Vice President of IMANI Africa Bright Simmons.

The Vice President of IMANI Africa has said government’s easing of more restrictions in the country as part of measures to combat the Covid-19 pandemic is reasonable.

Bright Simons said the measures so far are the best but there is a need for government to provide more details on the facts that led to the taking of the decision.

“How diseases are moving from one place to another, where the hotspots are emerging and why,” he told host Samson Anyenini on Newsfile are some details government needs to provide.

The President on May 31 eased some restrictions placed on some activities in the country as a means to contain the spread of the novel coronavirus.

The President said this is part of measures to return lives to normalcy while mitigating the effects of coronavirus in the country.

In this regard, an earlier ban on social gathering which had restrained religious activities including church, gathering of Muslims, funerals, and weddings in the country, was eased but with a maximum of not 100 persons.

A previous ban school has been eased for final year students of Junior High Schools, Senior High School, and tertiary students to resume school while the other students remain at home.

Mr. Simons said these measures are reasonable because Covid-19 cannot restrict lives forever.

“We’ve come to the conclusion that we don’t have the silver bullet to this pandemic and attempts to suppress it completely are not very realistic so the measures are the best so far.

“They are the best optimal measures available given the circumstances; which is to attempt somewhat to remove some of the repressions and some of the restrictions on people’s right but not to make it unfitted. So I completely agree that these measures in the way that they have been couched are reasonable,” he said.

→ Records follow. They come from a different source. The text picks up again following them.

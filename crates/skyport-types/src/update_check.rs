use serde::{Deserialize, Serialize};

use crate::deployment::DeploymentKey;
use crate::label::Label;

/// Request driving the resolver in spec §4.F. `app_version` arrives as the
/// client's raw string; normalisation happens in the resolver, not here.
#[derive(Debug, Clone, Deserialize)]
#[serde(rename_all = "camelCase")]
pub struct UpdateCheckRequest {
    pub deployment_key: DeploymentKey,
    pub app_version: String,
    pub package_hash: Option<String>,
    pub label: Option<Label>,
    #[serde(default)]
    pub is_companion: bool,
    pub client_unique_id: Option<String>,
}

/// The resolver's raw output before rollout selection is applied: the
/// package every client with this request would receive, plus an optional
/// rollout candidate and its percentage (spec §4.F).
#[derive(Debug, Clone, Serialize, Deserialize)]
pub struct UpdateCheckCacheResponse {
    pub original_package: UpdateInfo,
    pub rollout_package: Option<UpdateInfo>,
    pub rollout: Option<u8>,
}

/// The client-facing update answer (spec §6). Field names match the wire
/// shape exactly; the snake_case transcoder operates on the serialized JSON
/// rather than on a second type.
#[derive(Debug, Clone, Serialize, Deserialize)]
#[serde(rename_all = "camelCase")]
pub struct UpdateInfo {
    pub is_available: bool,
    pub app_version: String,
    #[serde(skip_serializing_if = "Option::is_none")]
    pub package_hash: Option<String>,
    #[serde(skip_serializing_if = "Option::is_none")]
    pub label: Option<Label>,
    #[serde(skip_serializing_if = "Option::is_none")]
    pub description: Option<String>,
    pub is_mandatory: bool,
    #[serde(skip_serializing_if = "Option::is_none")]
    pub download_url: Option<String>,
    #[serde(skip_serializing_if = "Option::is_none")]
    pub package_size: Option<i64>,
    #[serde(skip_serializing_if = "Option::is_none")]
    pub update_app_version: Option<bool>,
    #[serde(skip_serializing_if = "Option::is_none")]
    pub should_run_binary_version: Option<bool>,
    #[serde(rename = "target_binary_range", skip_serializing_if = "Option::is_none")]
    pub target_binary_range: Option<String>,
}

impl UpdateInfo {
    /// An answer meaning "run whatever binary you already have" (spec §8 S1).
    pub fn no_update(app_version: &str) -> Self {
        Self {
            is_available: false,
            app_version: app_version.to_string(),
            package_hash: None,
            label: None,
            description: None,
            is_mandatory: false,
            download_url: None,
            package_size: None,
            update_app_version: None,
            should_run_binary_version: Some(true),
            target_binary_range: None,
        }
    }
}

#[cfg(test)]
mod tests {
    use super::*;

    #[test]
    fn no_update_marks_unavailable_and_run_binary() {
        let info = UpdateInfo::no_update("1.0.0");
        assert!(!info.is_available);
        assert_eq!(info.should_run_binary_version, Some(true));
    }

    #[test]
    fn serializes_without_absent_optional_fields() {
        let info = UpdateInfo::no_update("1.0.0");
        let json = serde_json::to_value(&info).unwrap();
        assert!(json.get("downloadURL").is_none());
        assert!(json.get("packageHash").is_none());
        assert_eq!(json["isAvailable"], false);
    }
}
use std::collections::HashMap;

use async_trait::async_trait;
use sqlx::{FromRow, Pool, Postgres, Row};
use uuid::Uuid;

use skyport_types::{
    app::{Collaborator, Permission},
    deployment::DeploymentKey,
    ids::{AccountId, AppId, DeploymentId, PackageId},
    label::Label,
    package::{DiffEntry, ReleaseMethod},
    version_spec::AppVersionSpec,
    App, Deployment, Email, Package, PackageHistory, StoreError,
};

use crate::error::map_sqlx_error;
use crate::store::{MetadataStore, PackagePatch};

/// Postgres-backed [`MetadataStore`]. Label assignment within a single
/// deployment is serialised with `pg_advisory_xact_lock`, scoped to the
/// transaction so the lock is released automatically on commit or
/// rollback (spec §4.A, §5).
pub struct PostgresMetadataStore {
    pool: Pool<Postgres>,
}

impl PostgresMetadataStore {
    pub fn new(pool: Pool<Postgres>) -> Self {
        Self { pool }
    }
}

#[derive(FromRow)]
struct PackageRow {
    id: Uuid,
    label: String,
    app_version_raw: String,
    blob_url: String,
    size: i64,
    package_hash: String,
    manifest_blob_url: Option<String>,
    is_disabled: bool,
    is_mandatory: bool,
    rollout: Option<i16>,
    description: Option<String>,
    release_method: String,
    original_label: Option<String>,
    original_deployment: Option<String>,
    diff_package_map: Option<serde_json::Value>,
    upload_time: chrono::DateTime<chrono::Utc>,
    released_by: String,
}

impl PackageRow {
    fn into_package(self) -> Result<Package, StoreError> {
        let release_method = match self.release_method.as_str() {
            "upload" => ReleaseMethod::Upload,
            "promote" => ReleaseMethod::Promote,
            "rollback" => ReleaseMethod::Rollback,
            other => return Err(StoreError::Other(format!("unknown release_method '{other}' in storage"))),
        };
        let diff_package_map = match self.diff_package_map {
            Some(v) => Some(
                serde_json::from_value::<HashMap<String, DiffEntry>>(v)
                    .map_err(|e| StoreError::Other(format!("corrupt diff_package_map: {e}")))?,
            ),
            None => None,
        };
        Package {
            id: PackageId::from(self.id),
            label: Label::parse(&self.label)?,
            app_version_raw: self.app_version_raw.clone(),
            app_version: None,
            blob_url: self.blob_url,
            size: self.size,
            package_hash: self.package_hash,
            manifest_blob_url: self.manifest_blob_url,
            is_disabled: self.is_disabled,
            is_mandatory: self.is_mandatory,
            rollout: self.rollout.map(|r| r as u8),
            description: self.description,
            release_method,
            original_label: self.original_label.map(|l| Label::parse(&l)).transpose()?,
            original_deployment: self.original_deployment,
            diff_package_map,
            upload_time: self.upload_time,
            released_by: self.released_by,
        }
        .with_parsed_version()
    }
}

fn release_method_str(method: ReleaseMethod) -> &'static str {
    match method {
        ReleaseMethod::Upload => "upload",
        ReleaseMethod::Promote => "promote",
        ReleaseMethod::Rollback => "rollback",
    }
}

/// Postgres's `pg_advisory_xact_lock` takes a 64-bit key; we derive it from
/// the deployment's UUID so concurrent commits to different deployments
/// never contend.
fn advisory_lock_key(deployment_id: DeploymentId) -> i64 {
    let bytes = deployment_id.0.as_bytes();
    i64::from_be_bytes(bytes[0..8].try_into().expect("uuid is 16 bytes"))
}
use std::sync::Arc;

use skyport_blob::BlobStore;
use skyport_cache::CacheStore;
use skyport_metadata::MetadataStore;
use skyport_release::ReleaseIngestor;

/// Shared state handed to every handler. Cloning is cheap: every field is
/// already behind an `Arc`.
#[derive(Clone)]
pub struct ApiState {
    pub metadata: Arc<dyn MetadataStore>,
    pub blobs: Arc<dyn BlobStore>,
    pub cache: Arc<dyn CacheStore>,
    pub release: Arc<ReleaseIngestor>,
}

impl ApiState {
    pub fn new(
        metadata: Arc<dyn MetadataStore>,
        blobs: Arc<dyn BlobStore>,
        cache: Arc<dyn CacheStore>,
        release: Arc<ReleaseIngestor>,
    ) -> Self {
        Self {
            metadata,
            blobs,
            cache,
            release,
        }
    }
}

“Of course, the first attempt at formulating them has not met with the satisfaction of the religious leaders and some of them have said that unless additional clarifications are done, they are not going to meet but we also have religious organisations in this country who have said that notwithstanding the civic measures they intend as religious leaders is to instruct their flock to remain at home,” he said.

But Mr Simons said the question is about the management of the process.

“It’s very much the case that what has to happen is that government has to try and spread out the infections as much as it can. There isn’t any modelling that I am privy to that suggests that the non-pharmaceutical interventions that are currently in place are having the effect of stretching.

“So we will need to see more efforts made at better understanding the transmission dynamics i.e how diseases are moving from one place to another, where the hotspots are emerging and why. We will need at least a few published papers from the Covid-19 committee,” he said.